We consider the semi-infinite system of polynomial inequalities of the form$$\begin{aligned} {{\mathbf {K}}}:=\{x\in {{\mathbb {R}}}^m\mid p(x,y)\ge 0,\quad \forall y\in S\subseteq {{\mathbb {R}}}^n\}, \end{aligned}$$where p(x, y) is a real polynomial in the variables x and the parameters y, the index set S is a basic semialgebraic set in \({{\mathbb {R}}}^n\), \(-p(x,y)\) is convex in x for every \(y\in S\). We propose a procedure to construct approximate semidefinite representations of \({{\mathbf {K}}}\). There are two indices to index these approximate semidefinite representations. As two indices increase, these semidefinite representation sets expand and contract, respectively, and can approximate \({{\mathbf {K}}}\) as closely as possible under some assumptions. In some special cases, we can fix one of the two indices or both. Then, we consider the optimization problem of minimizing a convex polynomial over \({{\mathbf {K}}}\). We present an SDP relaxation method for this optimization problem by similar strategies used in constructing approximate semidefinite representations of \({{\mathbf {K}}}\). Under certain assumptions, some approximate minimizers of the optimization problem can also be obtained from the SDP relaxations. In some special cases, we show that the SDP relaxation for the optimization problem is exact and all minimizers can be extracted.

中文翻译：

---

凸多项式不等式的半无限系统和多项式优化问题

我们考虑形式为$$ \ begin {aligned} {{\ mathbf {K}}}：= \ {x \ in {{\ mathbb {R}}} ^ m \ mid p的多项式不等式的半无限系统（x，y）\ ge 0，\ quad \ forall y \ in S \ subseteq {{\ mathbb {R}}} ^ n \}，\ end {aligned} $$其中p（x，  y）是实数变量x和参数y的多项式，索引集S是\（{{\ mathbb {R}}} ^ n \）中的基本半代数集合，\（-p（x，y）\）是凸的每个\（y \ in S \）中的x。
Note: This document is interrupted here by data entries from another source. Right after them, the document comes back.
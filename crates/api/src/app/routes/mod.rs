use axum::Router;

pub mod products;
pub mod system;

/// Router for all storefront endpoints.
pub fn router() -> Router {
    Router::new().nest("/products", products::router())
}
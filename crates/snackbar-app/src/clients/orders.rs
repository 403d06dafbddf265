//! # Orders Client
//!
//! Provides a high-level API for orders. Single orders are read from the
//! remote's `SpecificOrder` route; detail reads additionally materialize
//! the product lines from the association rows — one product fetch per
//! *distinct* product id, with the quantity kept on the line.

use super::order_products::OrderProductsClient;
use crate::model::{CustomerId, Order, OrderDetail, OrderId, OrderLine, Product};
use async_trait::async_trait;
use snackbar_gateway::{ApiClient, ApiResource, Gateway, GatewayError, ResourceEndpoint};
use tracing::{debug, instrument};

impl ApiResource for Order {
    type Id = OrderId;
    const COLLECTION: &'static str = "Orders";

    // Single orders are served under a dedicated route.
    fn read_path(id: &OrderId) -> String {
        format!("api/Orders/SpecificOrder/{id}")
    }
}

/// Client for customer orders.
#[derive(Clone)]
pub struct OrdersClient {
    inner: ResourceEndpoint<Order>,
    products: ResourceEndpoint<Product>,
    order_products: OrderProductsClient,
}

impl OrdersClient {
    pub fn new(gateway: &Gateway) -> Self {
        Self {
            inner: gateway.endpoint(),
            products: gateway.endpoint(),
            order_products: OrderProductsClient::new(gateway),
        }
    }

    /// Orders placed by one customer.
    #[instrument(skip(self))]
    pub async fn for_customer(
        &self,
        customer_id: CustomerId,
    ) -> Result<Vec<Order>, GatewayError> {
        debug!("Sending request");
        let orders = self
            .inner
            .gateway()
            .fetch_json::<Vec<Order>>(format!("api/Orders/CustomerOrders/{customer_id}"))
            .await?;
        Ok(orders.unwrap_or_default())
    }

    #[instrument(skip(self))]
    pub async fn create_order(&self, order: &Order) -> Result<Option<Order>, GatewayError> {
        debug!("Sending request");
        self.inner.create(order).await
    }

    #[instrument(skip(self))]
    pub async fn update_order(&self, id: OrderId, order: &Order) -> Result<Order, GatewayError> {
        debug!("Sending request");
        self.inner.update(&id, order).await
    }

    /// An order with its product lines materialized.
    ///
    /// One fetch for the association rows, then one product fetch per
    /// distinct product id. A row referencing a product the catalog no
    /// longer has is an error, not a silently dropped line.
    #[instrument(skip(self))]
    pub async fn get_detailed(&self, id: OrderId) -> Result<Option<OrderDetail>, GatewayError> {
        let Some(order) = self.inner.get(&id).await? else {
            return Ok(None);
        };

        let rows = self.order_products.rows_for_order(id).await?;
        let mut lines = Vec::with_capacity(rows.len());
        for row in rows {
            let product = self
                .products
                .get(&row.product_id)
                .await?
                .ok_or_else(|| GatewayError::NotFound(Product::item_path(&row.product_id)))?;
            lines.push(OrderLine {
                product,
                quantity: row.amount,
            });
        }

        Ok(Some(OrderDetail { order, lines }))
    }
}

#[async_trait]
impl ApiClient<Order> for OrdersClient {
    fn endpoint(&self) -> &ResourceEndpoint<Order> {
        &self.inner
    }
}
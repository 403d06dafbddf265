//! # Generic Resource Endpoint
//!
//! This module defines [`Gateway`], the shared handle over a [`Transport`],
//! and [`ResourceEndpoint`], the typed CRUD surface for one entity kind.
//!
//! # Architecture Note
//! The endpoint is written *once* against the [`ApiResource`] contract and
//! reused for every entity kind. Clients in the application crate wrap an
//! endpoint and add the routes that fall outside the uniform shape.
//!
//! ## Lookup contract
//! Every read distinguishes three outcomes:
//! - `Ok(Some(entity))` — the remote has it;
//! - `Ok(None)` — the remote answered 404, or answered success with an
//!   empty/null body;
//! - `Err(_)` — the call failed in transit or came back with a status the
//!   operation does not accept.
//!
//! Writes never swallow failures: `update` propagates a failed PUT (and a
//! failed follow-up read) instead of echoing the stale input, and `delete`
//! inspects its response.

use crate::error::GatewayError;
use crate::resource::ApiResource;
use crate::transport::{ApiRequest, ApiResponse, StatusCode, Transport};
use serde::de::DeserializeOwned;
use serde::Serialize;
use std::marker::PhantomData;
use std::sync::Arc;
use tracing::{debug, warn};

/// Shared, cheaply cloneable handle over the transport.
///
/// Typed endpoints are created through [`Gateway::endpoint`]; the raw JSON
/// helpers are for client methods whose routes do not fit the uniform
/// collection/item shape (e.g. `api/Customers/Authentication/{id}`).
#[derive(Clone)]
pub struct Gateway {
    transport: Arc<dyn Transport>,
}

impl Gateway {
    pub fn new(transport: Arc<dyn Transport>) -> Self {
        Self { transport }
    }

    /// Creates the typed endpoint for an entity kind.
    pub fn endpoint<T: ApiResource>(&self) -> ResourceEndpoint<T> {
        ResourceEndpoint {
            gateway: self.clone(),
            _resource: PhantomData,
        }
    }

    /// GET `path` and deserialize the body.
    ///
    /// Returns `Ok(None)` on 404 or on a success response without a usable
    /// body — the explicit absence signal shared by all lookups.
    pub async fn fetch_json<R: DeserializeOwned>(
        &self,
        path: String,
    ) -> Result<Option<R>, GatewayError> {
        let response = self.transport.execute(ApiRequest::get(path.clone())).await?;
        if response.status == StatusCode::NOT_FOUND {
            debug!(%path, "remote reports absent");
            return Ok(None);
        }
        Self::ensure_success(&response, &path)?;
        match response.body {
            None => Ok(None),
            Some(text) => Ok(serde_json::from_str::<Option<R>>(&text)?),
        }
    }

    /// POST `body` to `path`, returning the response body on success.
    pub async fn post_json(
        &self,
        path: String,
        body: serde_json::Value,
    ) -> Result<Option<String>, GatewayError> {
        let response = self
            .transport
            .execute(ApiRequest::post(path.clone(), body))
            .await?;
        Self::ensure_success(&response, &path)?;
        Ok(response.body)
    }

    /// PUT `body` to `path`.
    pub async fn put_json(&self, path: String, body: serde_json::Value) -> Result<(), GatewayError> {
        let response = self
            .transport
            .execute(ApiRequest::put(path.clone(), body))
            .await?;
        Self::ensure_success(&response, &path)
    }

    /// DELETE `path`.
    pub async fn delete_at(&self, path: String) -> Result<(), GatewayError> {
        let response = self
            .transport
            .execute(ApiRequest::delete(path.clone()))
            .await?;
        Self::ensure_success(&response, &path)
    }

    fn ensure_success(response: &ApiResponse, path: &str) -> Result<(), GatewayError> {
        if response.status == StatusCode::NOT_FOUND {
            warn!(%path, "not found");
            return Err(GatewayError::NotFound(path.to_string()));
        }
        if !response.status.is_success() {
            warn!(%path, status = %response.status, "unexpected status");
            return Err(GatewayError::Status {
                status: response.status,
                path: path.to_string(),
            });
        }
        Ok(())
    }
}

/// Typed CRUD surface for one entity kind.
#[derive(Clone)]
pub struct ResourceEndpoint<T: ApiResource> {
    gateway: Gateway,
    _resource: PhantomData<T>,
}

impl<T: ApiResource> ResourceEndpoint<T> {
    /// Access the underlying gateway, for custom-path calls.
    pub fn gateway(&self) -> &Gateway {
        &self.gateway
    }

    /// Fetch the full collection. A success response with a null or empty
    /// body is an empty collection, not an error.
    pub async fn list(&self) -> Result<Vec<T>, GatewayError> {
        debug!(collection = T::COLLECTION, "List");
        let items = self
            .gateway
            .fetch_json::<Vec<T>>(T::collection_path())
            .await?;
        Ok(items.unwrap_or_default())
    }

    /// Fetch one entity by id; `Ok(None)` when the remote does not have it.
    pub async fn get(&self, id: &T::Id) -> Result<Option<T>, GatewayError> {
        debug!(collection = T::COLLECTION, %id, "Get");
        self.gateway.fetch_json(T::read_path(id)).await
    }

    /// Create an entity. Returns the created entity when the remote echoes
    /// it back (resource-oriented APIs usually do, carrying the assigned id),
    /// `None` when the response had no body.
    pub async fn create(&self, item: &T) -> Result<Option<T>, GatewayError> {
        debug!(collection = T::COLLECTION, "Create");
        let body = serde_json::to_value(item)?;
        let echoed = self.gateway.post_json(T::collection_path(), body).await?;
        match echoed {
            None => Ok(None),
            Some(text) => Ok(serde_json::from_str::<Option<T>>(&text)?),
        }
    }

    /// Update an entity, then re-read the server's canonical version.
    ///
    /// Failure of either step is propagated; the caller never receives its
    /// own input back disguised as a result.
    pub async fn update(&self, id: &T::Id, item: &T) -> Result<T, GatewayError> {
        debug!(collection = T::COLLECTION, %id, "Update");
        let body = serde_json::to_value(item)?;
        self.gateway.put_json(T::item_path(id), body).await?;
        self.get(id)
            .await?
            .ok_or_else(|| GatewayError::NotFound(T::read_path(id)))
    }

    /// Delete an entity by id.
    pub async fn delete(&self, id: &T::Id) -> Result<(), GatewayError> {
        debug!(collection = T::COLLECTION, %id, "Delete");
        self.gateway.delete_at(T::item_path(id)).await
    }

    /// Whether the entity exists remotely. Sound because [`Self::get`]
    /// reports true absence.
    pub async fn exists(&self, id: &T::Id) -> Result<bool, GatewayError> {
        Ok(self.get(id).await?.is_some())
    }
}

/// Serialize a slice of entities for bulk routes.
pub fn to_json_array<T: Serialize>(items: &[T]) -> Result<serde_json::Value, GatewayError> {
    Ok(serde_json::to_value(items)?)
}
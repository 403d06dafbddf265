//! # Draft Actor
//!
//! The server half of the draft store. It owns the session map and the
//! receiver end of the channel, and processes messages one at a time —
//! exclusive ownership of the map within the task replaces any locking.
//!
//! The map is keyed by [`SessionId`]: each browser session gets its own
//! draft, so concurrent users never share state. A session with no entry
//! simply has an empty draft; `Add` materializes an entry, `Clear` removes
//! it again, which keeps the map from accumulating finished sessions.

use super::message::DraftRequest;
use super::{OrderDraft, SessionId};
use std::collections::HashMap;
use tokio::sync::mpsc;
use tracing::{debug, info};

pub struct DraftActor {
    receiver: mpsc::Receiver<DraftRequest>,
    drafts: HashMap<SessionId, OrderDraft>,
}

impl DraftActor {
    pub(super) fn new(receiver: mpsc::Receiver<DraftRequest>) -> Self {
        Self {
            receiver,
            drafts: HashMap::new(),
        }
    }

    /// Runs the actor's event loop, processing messages until every client
    /// handle has been dropped.
    pub async fn run(mut self) {
        info!("Draft store started");

        while let Some(msg) = self.receiver.recv().await {
            match msg {
                DraftRequest::Replace {
                    session,
                    target,
                    products,
                    respond_to,
                } => {
                    debug!(%session, ?target, count = products.len(), "Replace");
                    self.drafts
                        .insert(session, OrderDraft { target, products });
                    let _ = respond_to.send(());
                }
                DraftRequest::Add {
                    session,
                    product,
                    respond_to,
                } => {
                    let draft = self.drafts.entry(session.clone()).or_default();
                    draft.add(product);
                    info!(%session, size = draft.products.len(), "Product added");
                    let _ = respond_to.send(draft.products.len());
                }
                DraftRequest::Remove {
                    session,
                    product_id,
                    respond_to,
                } => {
                    let removed = self
                        .drafts
                        .get_mut(&session)
                        .map(|draft| draft.remove_first(product_id))
                        .unwrap_or(false);
                    if removed {
                        info!(%session, %product_id, "Product removed");
                    } else {
                        debug!(%session, %product_id, "Product not in draft");
                    }
                    let _ = respond_to.send(removed);
                }
                DraftRequest::Snapshot { session, respond_to } => {
                    let draft = self.drafts.get(&session).cloned().unwrap_or_default();
                    debug!(%session, size = draft.products.len(), "Snapshot");
                    let _ = respond_to.send(draft);
                }
                DraftRequest::Clear { session, respond_to } => {
                    self.drafts.remove(&session);
                    info!(%session, "Draft cleared");
                    let _ = respond_to.send(());
                }
            }
        }

        info!(sessions = self.drafts.len(), "Draft store shutdown");
    }
}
我们提出了一个程序来构造\（{{\ mathbf {K}}} \）的近似半定表示。有两个索引来索引这些近似半定表示。随着两个索引的增加，这些半定表示集分别扩展和收缩，并且在某些假设下可以尽可能接近\（{{\ mathbf {K}}} \\）。在某些特殊情况下，我们可以修复两个索引之一或同时修复两个索引。然后，我们考虑使\（{{\ mathbf {K}}} \）上的凸多项式最小的优化问题。我们通过构造\（{{\ mathbf {K}}} \）的近似半定表示中使用的类似策略，针对此优化问题提出了一种SDP松弛方法。。在某些假设下，还可以从SDP松弛中获得一些最优化问题的近似极小值。在某些特殊情况下，我们表明针对优化问题的SDP松弛是精确的，并且可以提取所有最小化器。